Meu Deus, quanto sois longânime, paciente, misericordioso! Não posso pensar na minha vida cotidiana, sem provar um vivo sentimento de dor e de compaixão por vós. A Santa Missa celebrada quase sem devoção, o Ofício Divino rezado bastante mal, as obras do meu ministério desempenhadas em mau modo ou descuidadas! Quantas vezes passo diante do Santo Sacrário e não me lembro de Jesus que ali está vivo, verdadeiro, real; passo dias inteiros, sem nunca pensar no Senhor. É possível que seja esta a vida de um sacerdote? Pode ser que o coração de um sacerdote vos ame tão pouco, ó Senhor? Sim, sim, pode ser; e este sacerdote sou eu.

Jesus bendito, tende piedade de mim. Compreendo agora as vossas palavras: “Os maus cristãos se voltam contra o meu corpo, porém as pessoas a mim consagradas ferem diretamente o meu Coração!” Quanto, pois, devo eu fazer sofrer este vosso Coração Santíssimo pela minha frieza, insensibilidade, indiferença!

E depois pretendo ensinar os outros, incentivar as pessoas que se colocaram sob a minha direção a amar-vos, indicar-lhes o caminho para agradar a Vós; mas eu, nisso, estou parado. E não sou talvez um hipócrita, demonstrando aquilo que não sinto e que tantas vezes não quero sentir?

Jesus bendito, vo-lo repito: tende piedade de mim. Agradeço-vos por, há bastante tempo, Vós me falardes continuamente ao coração. Vós me manifestastes ser necessário que eu viva mais unido ao vosso Coração com o amor e com o sacrifício. Mas dai-me Vós o vosso santo auxílio porque sozinho não sou capaz de fazer nada. Fazei que eu conceba uma vivíssima dor pelas contínuas ingratidões de tantos sacerdotes contra Vós, e que sinta sempre mais ardente a sede de sofrer para repará-la e aliviar de algum modo a dor profunda que elas causam ao vosso Sacratíssimo Coração.

Prometo-vos ainda que me esforçarei para que outras pessoas venham a sofrer… amar e fazer amar, reparar e fazer reparar…

Encontramo-nos diante da futura Obra sacerdotal, já pressentida, vagamente intuída. A árvore não é a semente, mas toda árvore vem da semente.
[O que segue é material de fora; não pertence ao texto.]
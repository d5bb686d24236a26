//! Terrain plus the bodies living on it
//!
//! Entities sit in a generational arena. An `EntityId` stays valid only until
//! its entity is reaped; after that every lookup through it returns `None`,
//! even if the slot is reused.

use glam::Vec2;
use rand::SeedableRng;
use rand_pcg::Pcg32;
use slotmap::{SlotMap, new_key_type};

use super::entity::{Entity, EntityKind};
use super::terrain::TerrainField;
use crate::config::SimConfig;
use crate::error::SimError;

new_key_type! {
    /// Weak, generation-checked handle to an entity
    pub struct EntityId;
}

/// Terrain, bodies and the run's random stream
#[derive(Debug, Clone)]
pub struct World {
    pub terrain: TerrainField,
    pub entities: SlotMap<EntityId, Entity>,
    rng: Pcg32,
}

impl World {
    /// Allocate the terrain (left empty until generated) and seed the RNG
    pub fn new(config: &SimConfig) -> Result<Self, SimError> {
        let terrain = TerrainField::new(config.map_width, config.map_height)?;
        Ok(Self {
            terrain,
            entities: SlotMap::with_key(),
            rng: Pcg32::seed_from_u64(config.seed),
        })
    }

    /// Overwrite the terrain with a freshly seeded profile
    pub fn regenerate_terrain(&mut self, octaves: u32, bias: f32) {
        self.terrain.generate_with_rng(&mut self.rng, octaves, bias);
    }

    pub fn spawn(&mut self, entity: Entity) -> EntityId {
        self.entities.insert(entity)
    }

    /// Spawn a blast fragment at `pos` with a random heading
    pub fn spawn_debris(&mut self, pos: Vec2) -> EntityId {
        let debris = Entity::debris(pos, &mut self.rng);
        self.entities.insert(debris)
    }

    pub fn get(&self, id: EntityId) -> Option<&Entity> {
        self.entities.get(id)
    }

    pub fn get_mut(&mut self, id: EntityId) -> Option<&mut Entity> {
        self.entities.get_mut(id)
    }

    /// Resolve a weak handle, clearing it if its entity is gone
    pub fn resolve(&self, handle: &mut Option<EntityId>) -> Option<&Entity> {
        let entity = handle.and_then(|id| self.entities.get(id));
        if entity.is_none() {
            *handle = None;
        }
        entity
    }

    pub fn len(&self) -> usize {
        self.entities.len()
    }

    pub fn is_empty(&self) -> bool {
        self.entities.is_empty()
    }

    /// Number of live entities of one variant
    pub fn count_kind(&self, kind: EntityKind) -> usize {
        self.entities.values().filter(|e| e.kind == kind).count()
    }

    /// True when every live entity is at rest (an empty world is at rest)
    pub fn is_stable(&self) -> bool {
        self.entities.values().all(|e| e.stable)
    }

    /// Remove dead entities, returning the handles that just went stale
    pub fn reap(&mut self) -> Vec<EntityId> {
        let dead: Vec<EntityId> = self
            .entities
            .iter()
            .filter(|(_, e)| e.dead)
            .map(|(id, _)| id)
            .collect();
        for &id in &dead {
            self.entities.remove(id);
        }
        if !dead.is_empty() {
            log::debug!("Reaped {} entities, {} remain", dead.len(), self.entities.len());
        }
        dead
    }
}

#[cfg(test)]
mod tests {
    use super::*;

    fn small_world() -> World {
        let config = SimConfig {
            map_width: 64,
            map_height: 32,
            ..SimConfig::with_seed(11)
        };
        World::new(&config).unwrap()
    }

    #[test]
    fn test_empty_world_is_stable() {
        let world = small_world();
        assert!(world.is_empty());
        assert!(world.is_stable());
    }

    #[test]
    fn test_stability_needs_every_entity() {
        let mut world = small_world();
        let a = world.spawn(Entity::probe(Vec2::new(5.0, 5.0)));
        let b = world.spawn(Entity::probe(Vec2::new(9.0, 5.0)));
        assert!(!world.is_stable());

        world.get_mut(a).unwrap().stable = true;
        assert!(!world.is_stable());
        world.get_mut(b).unwrap().stable = true;
        assert!(world.is_stable());
    }

    #[test]
    fn test_reap_invalidates_handles() {
        let mut world = small_world();
        let keep = world.spawn(Entity::probe(Vec2::ZERO));
        let doomed = world.spawn(Entity::projectile(Vec2::ZERO, Vec2::X));
        world.get_mut(doomed).unwrap().dead = true;

        let reaped = world.reap();
        assert_eq!(reaped, vec![doomed]);
        assert!(world.get(doomed).is_none());
        assert!(world.get(keep).is_some());

        // A new entity may reuse the slot but not the handle
        let fresh = world.spawn(Entity::probe(Vec2::ONE));
        assert_ne!(fresh, doomed);
        assert!(world.get(doomed).is_none());
    }

    #[test]
    fn test_resolve_clears_stale_handle() {
        let mut world = small_world();
        let id = world.spawn(Entity::probe(Vec2::ZERO));
        let mut handle = Some(id);
        assert!(world.resolve(&mut handle).is_some());
        assert_eq!(handle, Some(id));

        world.get_mut(id).unwrap().dead = true;
        world.reap();
        assert!(world.resolve(&mut handle).is_none());
        assert_eq!(handle, None);
    }

    #[test]
    fn test_same_seed_same_world() {
        let mut a = small_world();
        let mut b = small_world();
        a.regenerate_terrain(8, 2.0);
        b.regenerate_terrain(8, 2.0);
        assert_eq!(a.terrain, b.terrain);

        let da = a.spawn_debris(Vec2::new(10.0, 10.0));
        let db = b.spawn_debris(Vec2::new(10.0, 10.0));
        assert_eq!(a.get(da).unwrap().vel, b.get(db).unwrap().vel);
    }
}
Durante aquele março, Pe. Mário viveu sob a viva comoção daquela contemplação de Jesus no Horto. Muitas vezes se perguntava se era um sonho seu ou mesmo uma ilusão, ou uma idéia sem força, pensar em dar princípio a uma Obra que respondesse aos desejos de Jesus Agonizante, que oferecesse reparações ao seu Coração, que ajudasse os sacerdotes na grande tarefa da santidade.

Para a interrogação não havia, então, resposta. Incerteza, confusão, incapacidade, timidez o envolviam como numa cortina de neblina.

Uma coisa sabia: que o “pensamento” do dia 07 de março foi uma graça para preveni-lo da tibieza e uni-lo sempre mais ao seu Deus. Haveria sim, de organizar uma Obra, mas se perguntava: “Por que devo ser mesmo eu? Por que escolheu a mim?” Confundia-se e na sua humildade não encontrava outra resposta senão pensar no poder do Senhor que suscita as obras dentro da Igreja, servindo-se dos meios mais comuns, inadequados… Deus escolheu as coisas mais desprezíveis para…

Deveria se dedicar a uma obra de reparação. Agora percebia como o Senhor o tinha disposto e preparado, fazendo-lhe encontrar certos “casos” na sua breve experiência de pastoral. Agora entendia como devia ver o lado humano, as deficiências nas pessoas mais amadas pelo Senhor. Devia crescer no santo temor, propor a si uma vida sempre mais santa e, depois, rezar e reparar.